• Exercise goal: Answer with only the number of lines below where "zero" appears.
**** Material for this exercise ****
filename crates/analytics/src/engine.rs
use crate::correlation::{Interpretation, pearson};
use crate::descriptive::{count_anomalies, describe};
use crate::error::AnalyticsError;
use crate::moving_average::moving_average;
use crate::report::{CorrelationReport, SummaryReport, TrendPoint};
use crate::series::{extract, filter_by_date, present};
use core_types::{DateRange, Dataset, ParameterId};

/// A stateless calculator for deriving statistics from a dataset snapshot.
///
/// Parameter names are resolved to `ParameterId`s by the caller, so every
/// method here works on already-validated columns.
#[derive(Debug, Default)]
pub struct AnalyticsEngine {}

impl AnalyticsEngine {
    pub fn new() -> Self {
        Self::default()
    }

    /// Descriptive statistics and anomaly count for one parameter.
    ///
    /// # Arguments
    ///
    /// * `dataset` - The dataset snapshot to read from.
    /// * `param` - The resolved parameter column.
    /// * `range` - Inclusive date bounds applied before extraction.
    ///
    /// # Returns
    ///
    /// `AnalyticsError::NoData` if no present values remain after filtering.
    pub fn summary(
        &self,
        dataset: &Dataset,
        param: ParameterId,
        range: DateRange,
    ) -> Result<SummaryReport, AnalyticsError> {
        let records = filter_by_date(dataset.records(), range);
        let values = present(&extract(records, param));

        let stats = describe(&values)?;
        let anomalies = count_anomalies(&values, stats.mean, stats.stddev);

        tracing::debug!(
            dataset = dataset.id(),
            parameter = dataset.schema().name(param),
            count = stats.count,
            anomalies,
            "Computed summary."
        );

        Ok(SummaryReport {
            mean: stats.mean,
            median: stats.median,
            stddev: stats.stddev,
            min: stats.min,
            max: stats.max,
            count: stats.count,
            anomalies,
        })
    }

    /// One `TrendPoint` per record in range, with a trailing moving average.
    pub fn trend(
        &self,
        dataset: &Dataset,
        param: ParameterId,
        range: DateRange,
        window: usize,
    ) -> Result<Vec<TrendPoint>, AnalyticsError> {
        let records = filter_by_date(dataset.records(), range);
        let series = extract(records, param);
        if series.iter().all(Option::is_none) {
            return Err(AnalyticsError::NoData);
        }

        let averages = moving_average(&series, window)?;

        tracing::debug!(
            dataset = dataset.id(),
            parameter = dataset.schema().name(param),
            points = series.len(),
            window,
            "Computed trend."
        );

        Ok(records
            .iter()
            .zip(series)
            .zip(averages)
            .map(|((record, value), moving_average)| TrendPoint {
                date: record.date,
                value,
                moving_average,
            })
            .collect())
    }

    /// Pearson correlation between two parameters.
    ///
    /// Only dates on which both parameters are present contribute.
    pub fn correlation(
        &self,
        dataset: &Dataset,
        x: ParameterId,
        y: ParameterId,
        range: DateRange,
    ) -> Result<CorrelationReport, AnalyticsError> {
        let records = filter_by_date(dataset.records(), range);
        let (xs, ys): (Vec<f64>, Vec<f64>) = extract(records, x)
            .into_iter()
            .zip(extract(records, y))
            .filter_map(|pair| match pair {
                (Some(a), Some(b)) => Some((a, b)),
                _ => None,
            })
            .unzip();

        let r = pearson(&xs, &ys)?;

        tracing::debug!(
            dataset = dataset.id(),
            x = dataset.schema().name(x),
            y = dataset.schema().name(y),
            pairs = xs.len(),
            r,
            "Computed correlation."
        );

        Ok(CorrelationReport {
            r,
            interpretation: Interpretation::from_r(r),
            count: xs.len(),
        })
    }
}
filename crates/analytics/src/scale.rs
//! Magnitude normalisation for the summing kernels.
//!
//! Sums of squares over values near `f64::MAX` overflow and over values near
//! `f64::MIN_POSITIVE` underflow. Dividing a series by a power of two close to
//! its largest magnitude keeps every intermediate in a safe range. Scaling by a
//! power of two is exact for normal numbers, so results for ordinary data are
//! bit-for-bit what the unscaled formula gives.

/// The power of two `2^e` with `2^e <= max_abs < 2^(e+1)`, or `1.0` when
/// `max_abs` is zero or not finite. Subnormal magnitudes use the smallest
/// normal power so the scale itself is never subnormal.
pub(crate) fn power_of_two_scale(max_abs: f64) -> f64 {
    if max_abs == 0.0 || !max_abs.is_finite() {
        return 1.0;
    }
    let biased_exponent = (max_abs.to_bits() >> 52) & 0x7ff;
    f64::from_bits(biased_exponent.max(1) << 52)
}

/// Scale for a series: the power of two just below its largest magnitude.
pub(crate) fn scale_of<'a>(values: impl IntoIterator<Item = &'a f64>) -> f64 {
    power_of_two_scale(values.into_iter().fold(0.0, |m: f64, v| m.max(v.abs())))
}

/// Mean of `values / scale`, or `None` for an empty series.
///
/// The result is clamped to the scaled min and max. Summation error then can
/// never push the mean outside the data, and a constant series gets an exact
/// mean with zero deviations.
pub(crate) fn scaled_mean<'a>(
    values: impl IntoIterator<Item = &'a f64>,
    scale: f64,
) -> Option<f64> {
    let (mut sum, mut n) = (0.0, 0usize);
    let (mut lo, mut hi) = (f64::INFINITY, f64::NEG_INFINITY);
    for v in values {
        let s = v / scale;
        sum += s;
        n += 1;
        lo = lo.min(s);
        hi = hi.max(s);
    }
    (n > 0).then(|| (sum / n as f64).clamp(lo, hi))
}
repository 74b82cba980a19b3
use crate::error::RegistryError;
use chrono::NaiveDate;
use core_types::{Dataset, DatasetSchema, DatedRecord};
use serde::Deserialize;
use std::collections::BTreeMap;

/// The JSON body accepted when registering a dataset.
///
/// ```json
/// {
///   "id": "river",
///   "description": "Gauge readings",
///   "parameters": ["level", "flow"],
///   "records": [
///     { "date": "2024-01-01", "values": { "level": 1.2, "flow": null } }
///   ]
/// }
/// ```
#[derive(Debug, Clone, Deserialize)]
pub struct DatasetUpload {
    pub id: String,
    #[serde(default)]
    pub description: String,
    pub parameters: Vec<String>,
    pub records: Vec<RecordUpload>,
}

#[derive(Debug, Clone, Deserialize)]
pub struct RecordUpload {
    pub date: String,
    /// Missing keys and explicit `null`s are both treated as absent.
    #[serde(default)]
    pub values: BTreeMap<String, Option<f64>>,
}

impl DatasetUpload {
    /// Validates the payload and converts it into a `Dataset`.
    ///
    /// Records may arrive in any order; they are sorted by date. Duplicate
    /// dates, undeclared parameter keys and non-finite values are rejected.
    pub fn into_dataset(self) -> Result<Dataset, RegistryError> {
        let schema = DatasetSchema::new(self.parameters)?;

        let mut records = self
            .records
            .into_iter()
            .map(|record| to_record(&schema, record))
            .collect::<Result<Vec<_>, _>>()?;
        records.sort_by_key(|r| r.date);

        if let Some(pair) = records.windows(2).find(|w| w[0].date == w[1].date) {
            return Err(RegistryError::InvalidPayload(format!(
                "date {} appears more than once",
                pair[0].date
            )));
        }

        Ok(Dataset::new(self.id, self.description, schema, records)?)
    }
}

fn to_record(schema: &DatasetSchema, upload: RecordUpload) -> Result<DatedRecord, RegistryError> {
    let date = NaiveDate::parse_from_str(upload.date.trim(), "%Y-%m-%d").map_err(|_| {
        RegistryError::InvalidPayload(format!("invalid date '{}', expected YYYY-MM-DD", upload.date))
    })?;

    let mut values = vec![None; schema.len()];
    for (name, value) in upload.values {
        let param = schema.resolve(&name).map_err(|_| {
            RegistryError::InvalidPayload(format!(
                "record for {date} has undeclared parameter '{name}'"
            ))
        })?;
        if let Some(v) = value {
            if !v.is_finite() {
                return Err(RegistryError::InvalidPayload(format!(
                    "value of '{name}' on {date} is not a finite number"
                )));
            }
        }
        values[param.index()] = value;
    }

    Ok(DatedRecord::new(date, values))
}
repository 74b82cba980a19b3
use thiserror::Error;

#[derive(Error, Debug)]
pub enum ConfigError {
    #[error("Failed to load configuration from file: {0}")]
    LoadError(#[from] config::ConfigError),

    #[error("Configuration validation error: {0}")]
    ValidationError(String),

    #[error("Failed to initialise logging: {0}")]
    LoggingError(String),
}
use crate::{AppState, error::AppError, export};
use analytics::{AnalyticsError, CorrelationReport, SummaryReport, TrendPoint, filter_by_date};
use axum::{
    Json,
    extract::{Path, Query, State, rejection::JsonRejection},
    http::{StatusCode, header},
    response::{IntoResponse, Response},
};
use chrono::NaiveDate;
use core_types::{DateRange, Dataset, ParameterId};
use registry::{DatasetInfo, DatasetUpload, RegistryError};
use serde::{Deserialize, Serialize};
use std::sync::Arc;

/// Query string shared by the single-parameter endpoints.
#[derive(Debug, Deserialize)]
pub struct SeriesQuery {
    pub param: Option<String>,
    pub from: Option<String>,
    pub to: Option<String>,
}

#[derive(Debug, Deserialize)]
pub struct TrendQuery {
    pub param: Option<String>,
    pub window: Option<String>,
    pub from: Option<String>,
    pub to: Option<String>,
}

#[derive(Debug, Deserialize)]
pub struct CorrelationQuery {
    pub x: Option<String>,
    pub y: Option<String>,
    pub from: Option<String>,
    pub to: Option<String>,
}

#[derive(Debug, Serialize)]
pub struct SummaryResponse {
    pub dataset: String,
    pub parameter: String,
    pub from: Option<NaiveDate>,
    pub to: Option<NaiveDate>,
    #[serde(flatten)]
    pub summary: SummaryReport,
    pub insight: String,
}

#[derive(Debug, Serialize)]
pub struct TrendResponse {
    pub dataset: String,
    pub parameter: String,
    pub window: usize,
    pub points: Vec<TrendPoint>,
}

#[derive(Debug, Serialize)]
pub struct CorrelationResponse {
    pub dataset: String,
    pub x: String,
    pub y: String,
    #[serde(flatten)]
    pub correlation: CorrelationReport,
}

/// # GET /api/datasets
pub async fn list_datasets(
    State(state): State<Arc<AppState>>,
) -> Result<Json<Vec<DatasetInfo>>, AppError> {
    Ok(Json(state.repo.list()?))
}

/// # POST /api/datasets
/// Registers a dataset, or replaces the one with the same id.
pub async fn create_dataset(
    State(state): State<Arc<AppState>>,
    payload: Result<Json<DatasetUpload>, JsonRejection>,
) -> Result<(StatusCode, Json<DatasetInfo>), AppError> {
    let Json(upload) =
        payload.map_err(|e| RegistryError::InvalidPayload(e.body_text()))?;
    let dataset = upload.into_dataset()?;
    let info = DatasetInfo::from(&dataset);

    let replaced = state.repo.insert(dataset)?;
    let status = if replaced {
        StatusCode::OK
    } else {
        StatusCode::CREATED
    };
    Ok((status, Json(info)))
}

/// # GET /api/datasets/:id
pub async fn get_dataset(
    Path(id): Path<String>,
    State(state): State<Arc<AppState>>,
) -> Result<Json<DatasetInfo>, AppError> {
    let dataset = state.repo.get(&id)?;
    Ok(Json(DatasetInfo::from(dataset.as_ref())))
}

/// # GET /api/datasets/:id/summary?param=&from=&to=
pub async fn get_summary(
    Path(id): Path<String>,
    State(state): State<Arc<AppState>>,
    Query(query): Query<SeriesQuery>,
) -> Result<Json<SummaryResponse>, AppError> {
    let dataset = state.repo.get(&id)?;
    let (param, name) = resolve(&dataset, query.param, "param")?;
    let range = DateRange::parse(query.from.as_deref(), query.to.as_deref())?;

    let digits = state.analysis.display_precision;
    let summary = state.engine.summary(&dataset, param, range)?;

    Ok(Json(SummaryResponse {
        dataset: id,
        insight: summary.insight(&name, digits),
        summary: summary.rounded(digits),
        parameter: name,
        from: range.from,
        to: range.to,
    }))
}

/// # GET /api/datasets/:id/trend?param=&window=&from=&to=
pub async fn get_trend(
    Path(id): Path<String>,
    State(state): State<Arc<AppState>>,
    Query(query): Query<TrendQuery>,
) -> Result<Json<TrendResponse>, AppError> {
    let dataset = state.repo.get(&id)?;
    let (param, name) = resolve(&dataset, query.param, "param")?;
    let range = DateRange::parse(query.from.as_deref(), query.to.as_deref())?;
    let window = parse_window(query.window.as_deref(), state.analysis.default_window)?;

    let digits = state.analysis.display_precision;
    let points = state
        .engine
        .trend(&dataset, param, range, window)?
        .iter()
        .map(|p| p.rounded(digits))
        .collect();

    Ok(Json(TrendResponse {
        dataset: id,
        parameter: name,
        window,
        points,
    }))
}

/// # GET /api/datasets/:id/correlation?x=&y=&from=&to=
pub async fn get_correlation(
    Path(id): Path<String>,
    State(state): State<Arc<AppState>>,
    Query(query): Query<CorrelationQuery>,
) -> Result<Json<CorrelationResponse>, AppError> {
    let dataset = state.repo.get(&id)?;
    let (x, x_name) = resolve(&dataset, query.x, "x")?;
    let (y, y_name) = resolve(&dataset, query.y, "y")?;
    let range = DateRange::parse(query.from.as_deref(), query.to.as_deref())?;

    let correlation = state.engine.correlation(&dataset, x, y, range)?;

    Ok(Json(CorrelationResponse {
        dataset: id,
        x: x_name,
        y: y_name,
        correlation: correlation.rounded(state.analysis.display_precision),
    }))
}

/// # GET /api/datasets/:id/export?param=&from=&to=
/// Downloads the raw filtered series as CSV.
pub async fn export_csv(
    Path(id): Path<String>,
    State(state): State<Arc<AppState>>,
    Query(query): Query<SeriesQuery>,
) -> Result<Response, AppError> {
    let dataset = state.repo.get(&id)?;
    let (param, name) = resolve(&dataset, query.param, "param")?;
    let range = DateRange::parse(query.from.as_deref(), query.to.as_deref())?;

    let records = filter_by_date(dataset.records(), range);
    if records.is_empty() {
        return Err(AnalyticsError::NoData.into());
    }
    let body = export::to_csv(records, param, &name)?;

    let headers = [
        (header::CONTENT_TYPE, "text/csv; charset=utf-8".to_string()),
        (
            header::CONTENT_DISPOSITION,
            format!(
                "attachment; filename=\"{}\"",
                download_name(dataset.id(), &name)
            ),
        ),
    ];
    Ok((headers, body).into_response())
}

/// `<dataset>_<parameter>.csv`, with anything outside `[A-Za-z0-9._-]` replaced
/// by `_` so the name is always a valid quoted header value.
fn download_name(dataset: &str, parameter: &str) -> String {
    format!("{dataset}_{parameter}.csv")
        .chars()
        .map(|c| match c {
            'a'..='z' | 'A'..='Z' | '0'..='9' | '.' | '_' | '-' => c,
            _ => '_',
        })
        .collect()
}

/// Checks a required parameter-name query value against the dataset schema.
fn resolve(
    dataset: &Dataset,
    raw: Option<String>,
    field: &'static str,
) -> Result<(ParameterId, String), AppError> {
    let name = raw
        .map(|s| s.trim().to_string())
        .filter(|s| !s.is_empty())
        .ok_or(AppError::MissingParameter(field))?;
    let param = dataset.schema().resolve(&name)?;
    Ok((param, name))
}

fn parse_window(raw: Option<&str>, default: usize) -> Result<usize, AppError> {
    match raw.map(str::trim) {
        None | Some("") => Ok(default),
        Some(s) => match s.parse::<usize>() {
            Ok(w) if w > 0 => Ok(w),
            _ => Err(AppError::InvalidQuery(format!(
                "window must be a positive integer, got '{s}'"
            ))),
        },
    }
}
****
• Finished exercise: 2